Não penso em dinheiro, só quero me formar
"Esse tipo de festa, que há poucos anos saía por R$ 600 mil, hoje custa facilmente de R$ 1 milhão a R$ 3 milhões", calcula Michel Brucce, empresário do ramo de formaturas e presidente da Associação Brasileira de Empresas de Formatura e Afins (Abeform).
"Os melhores anos foram os de 2017 e 2018. Depois veio a pandemia, que colocou um freio nas ideias dos formandos", explica. Mal o isolamento foi suspenso e o mercado de eventos de formatura voltou a bombar: segundo dados da associação, ocorrem cinco mil festas de formatura a cada ano no Brasil.
Convertendo os eventos em cifras, o nicho sozinho movimenta anualmente em torno de R$ 7 bi, gerando em torno de 6,5 milhões de empregos diretos — bem mais que toda a indústria automobilística, com seus 421 mil empregos.
Reputação manchada
"Por ser um mercado em expansão há muitas empresas predadoras. É fácil fugir com dinheiro dos formandos ou fazer um trabalho meia boca e não há fiscalização. Criamos a associação justamente para tentar evitar que empresas irresponsáveis manchem a reputação deste mercado", explica Brucce. Fundada há cinco anos, a Abeform (Associação Brasileira das Empresas de Formatura) tem 200 associados e calcula que existam em torno de 1500 empresas especializadas nesse tipo de evento no Brasil.
A preocupação de Brucce se justifica: só no ano passado, o Procon-SP recebeu 332 reclamações de consumidores contra empresas de formatura — em sua maioria a respeito da discrepância entre "contrato e oferta". Os meses com mais reclamações são janeiro, fevereiro, abril e maio.
A partir de R$ 11 mil por formando
"Ter uma festa de formatura é uma passagem. O curso de medicina é muito sofrido. É para comemorar que você chegou vivo até o fim dos seis anos", brinca Verônica de Andrade Bastos, estudante do terceiro ano de medicina e representante da comissão de formatura da turma 58 da Unesp.
Medicina é o curso mais concorrido entre as empresas que realizam festas de formatura (direito e administração vêm, respectivamente, em segundo e terceiro lugar). A disputa é tamanha que algumas empresas se especializaram em festas para futuros doutores.
"Outros cursos têm um dia de festa e a colação. Nós temos a colação, culto ecumênico, jantar e o baile. Aí é mais caro mesmo.

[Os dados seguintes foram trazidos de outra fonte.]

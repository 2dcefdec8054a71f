// File: crates/grapher-core/tests/yaml.rs
// Purpose: YamlDocument loading, dot-path lookups, schema checks and saving.

use grapher_core::yaml::save_file;
use grapher_core::{Config, GrapherError, YamlDocument};

const DOC: &str = r#"
graph:
  title: Test
  x_axis:
    label: Time
    min: ~
data:
  sources:
    - file: a.csv
"#;

#[test]
fn dot_paths_resolve() {
    let doc = YamlDocument::load_str(DOC).unwrap();
    assert_eq!(doc.get("graph.title").and_then(|v| v.as_str()), Some("Test"));
    assert_eq!(doc.get("graph.x_axis.label").and_then(|v| v.as_str()), Some("Time"));
    assert!(doc.get("graph.missing").is_none());
    // traversing through a scalar yields nothing
    assert!(doc.get("graph.title.deeper").is_none());
    assert!(doc.get("data.sources").is_some_and(|v| v.is_sequence()));
}

#[test]
fn schema_requires_non_null_values() {
    let doc = YamlDocument::load_str(DOC).unwrap();
    assert!(doc.validate_schema(&["graph.title", "data.sources"]));
    assert!(!doc.validate_schema(&["graph.x_axis.min"]));
    assert!(!doc.validate_schema(&["output"]));
}

#[test]
fn load_file_errors() {
    let dir = tempfile::tempdir().unwrap();
    assert!(matches!(YamlDocument::load_file(dir.path().join("x.yaml")).unwrap_err(), GrapherError::NotFound(_)));

    let bad = dir.path().join("bad.yaml");
    std::fs::write(&bad, "a: [1, 2\n").unwrap();
    assert!(matches!(YamlDocument::load_file(&bad).unwrap_err(), GrapherError::Yaml { .. }));

    let scalar = dir.path().join("scalar.yaml");
    std::fs::write(&scalar, "just text\n").unwrap();
    assert!(matches!(YamlDocument::load_file(&scalar).unwrap_err(), GrapherError::NotAMapping(_)));
}

#[test]
fn save_creates_directories_and_reloads() {
    let dir = tempfile::tempdir().unwrap();
    let path = dir.path().join("nested/config.yaml");
    let mut config = Config::default();
    config.graph.title = "Saved".to_string();

    save_file(&config, &path).unwrap();
    let doc = YamlDocument::load_file(&path).unwrap();
    assert_eq!(doc.get("graph.title").and_then(|v| v.as_str()), Some("Saved"));
    assert_eq!(Config::from_yaml_file(&path).unwrap(), config);
}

Mas também não sei se tem um preço inflacionado aí, fico com essa dúvida", pondera Bastos.
Enquanto as festas de formatura de outros cursos, como publicidade e psicologia, custam em torno de R$ 6 mil por formando, as de medicina saem a partir de R$ 11 mil. "Há muita diferença entre formaturas de faculdade pública e privada, por uma questão socioeconômica mesmo", diz Bastos. Numa universidade particular, uma formatura de medicina pode chegar a R$ 35 mil por formando.
As pessoas na sala de jantar
Enquanto os formandos competem entre si para saber qual ano teve a melhor festa, as famílias precisam fazer um malabarismo não só para pagar as prestações da festa, mas para juntar num só espaço-tempo jovens e familiares mais idosos.
"Eles colocam tantos atrativos que vira uma balada. A confraternização familiar, que é o principal da festa, acaba ficando de lado já que familiares mais velhos, como tias e avós, não aguentam a música alta nem os jovens bêbados", diz a bancária Solange da Conceição Gonçalves Novaes.
Embora Novaes tenha se formado há algum tempo, ela é habitué de formaturas: dos treze sobrinhos de sua família, oito estão em idade de se formar na faculdade — incluindo sua filha, que se formou ano passado e fará festa de formatura em junho.
"No fim, os pais e os familiares, que pagam a festa e os quatro, cinco anos de faculdade, não aproveitam. Talvez uma saída fosse separar os dias de festa: um dia faz um jantar para a família, no outro eles fazem a balada deles", diz a bancária, para emendar logo em seguida: "Se bem que isso pode encarecer ainda mais."